Ça doit être la saison, les procès pleuvent. Bon, ça ne vous étonnera pas, les gouttes ne tombent pas sur tout le monde quand même. Même lorsque la Justice s’intéresse à eux, Woerth, ou Besson et Hortefeux, s’en tirent généralement sans accros. Mais les militants français de la campagne Boycott Désinvestissement Sanctions (BDS), eux, commencent à sentir le vent du boulet. La délicieuse Michèle Alliot-Marie, qui s’est déjà distinguée dans l’affaire des ultra-épiciers de Tarnac, leur a déclaré la guerre. Cette fois, ce n’est pas l’arlésienne du terrorisme qu’elle agite, mais la provocation à la discrimination et à la haine raciale, rien de moins. Le truc n’est plus très neuf, mais il marche encore : accusez, accusez, même de racisme et des militants de la solidarité, il en restera toujours quelque chose.

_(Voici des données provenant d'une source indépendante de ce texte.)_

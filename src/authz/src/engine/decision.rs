//! Authorization decision type

use crate::types::RoleAssignment;
use serde::Serialize;

/// Outcome of an access check
///
/// Access is granted exactly when at least one role assignment matched.
/// Matched assignments are listed in evaluation order, i.e. the assignment
/// provider's order.
#[derive(Debug, Clone, Default, PartialEq, Eq, Serialize)]
#[serde(rename_all = "camelCase")]
pub struct AuthorizationDecision {
    /// Whether the request is allowed
    granted: bool,

    /// Assignments that granted the permission
    matched_assignments: Vec<RoleAssignment>,
}

impl AuthorizationDecision {
    /// Access denied, no matching assignments
    pub const fn denied() -> Self {
        Self {
            granted: false,
            matched_assignments: Vec::new(),
        }
    }

    pub(crate) fn from_matches(matched_assignments: Vec<RoleAssignment>) -> Self {
        Self {
            granted: !matched_assignments.is_empty(),
            matched_assignments,
        }
    }

    pub fn is_granted(&self) -> bool {
        self.granted
    }

    pub fn matched_assignments(&self) -> &[RoleAssignment] {
        &self.matched_assignments
    }

    pub fn into_matched_assignments(self) -> Vec<RoleAssignment> {
        self.matched_assignments
    }
}
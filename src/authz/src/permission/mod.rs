//! Permission pattern matching
//!
//! Permissions are `/`-delimited paths such as `Microsoft.Compute/virtualMachines/start/action`.
//! Role definitions grant permission *patterns*, where a segment consisting of
//! the wildcard token `*` stands for zero or more whole segments:
//!
//! - `Teach/*` matches `Teach`, `Teach/math` and `Teach/math/algebra`
//! - `A/*/B` matches `A/B`, `A/x/B` and `A/x/y/B`
//! - `*` matches every permission
//!
//! Segments compare ordinal case-insensitively. Partial-segment wildcards
//! (`Bub*`) are not supported: `*` only has meaning as a whole segment.
//!
//! # Examples
//!
//! ```
//! use rbac_authz::permission;
//!
//! assert!(permission::is_match("Bubble/*", "bubble/burst").unwrap());
//! assert!(!permission::is_match("Bubble/view", "Bubble/burst").unwrap());
//! assert!(permission::is_match("Bubble/*", "").is_err());
//! ```

mod matcher;


pub use matcher::{is_match, is_match_any};
pub(crate) use matcher::segments_match;

/// Wildcard segment matching zero or more permission segments
pub const WILDCARD: &str = "*";

/// Characters separating permission segments
pub const DELIMITERS: &[char] = &[crate::segment::DELIMITER];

Faut dire qu’ils font fort, les militants de la Palestine : pour s’opposer à la vente de produits israéliens fabriqués dans les colonies, et inciter les entreprises occidentales à cesser leurs relations avec Israël, ils multiplient les intrusions ludiques et spectaculaires dans les hypermarchés Carrefour, histoire de décourager ceux-ci de vendre les fruits et légumes Jaffa et Carmel-Agrexco, auxquels il est reproché d’être directement produits sur des terres agricoles confisquées aux Palestiniens. Les magasins parfumés au cocktail pétrochimique de la chaîne Sephora ont également croisé le chemin de ces intrépides activistes qui ont convaincu pas mal de clients de se détourner des produits cosmétiques Ahava, dans la mesure où ils viennent du côté palestinien de la Mer Morte. Il arrive même que la question palestinienne s’invite chez le roi du crédit illimité et du lave-vaisselle pour nouveaux mariés, Darty : dans les magasins de cette enseigne sont vendus sous la marque allemande Brita des gazéificateurs d’eau ainsi que des accessoires fabriqués par un fournisseur israélien, Soda-Club, dont le site de production est situé à Mishor Adumin, une colonie de 35 000 habitants implantée en Cisjordanie. La liste ne serait pas complète si l’on n’évoquait pas les sympathiques chahuts organisés chez les encravatés de Dexia, la petite banque nécessiteuse à laquelle Sarkozy avait refilé trois milliards pendant la crise… accusée d’en avoir partagé une partie avec une bonne dizaine de colonies israéliennes.
En tant que telle, la campagne BDS, lancée en 2005 par 170 organisations de la société civile palestinienne, n’est pas bien différente de celle qui contribua jadis à mettre fin à l’apartheid. Aux grandes heures du racisme en short hollandais, alors que tous les gouvernements occidentaux se vautraient dans des formes plus ou moins dissimulées de soutien au régime de Pretoria, l’Europe militante, elle, s’était bougée pour boycotter les oranges Outspan et les échanges culturels et sportifs avec l’Afrique du Sud, et convaincre certaines entreprises occidentales de retirer leurs investissements. Certaines de ces entreprises font aujourd’hui l’objet de poursuites aux États-Unis pour leurs agissements aux côtés de l’apartheid…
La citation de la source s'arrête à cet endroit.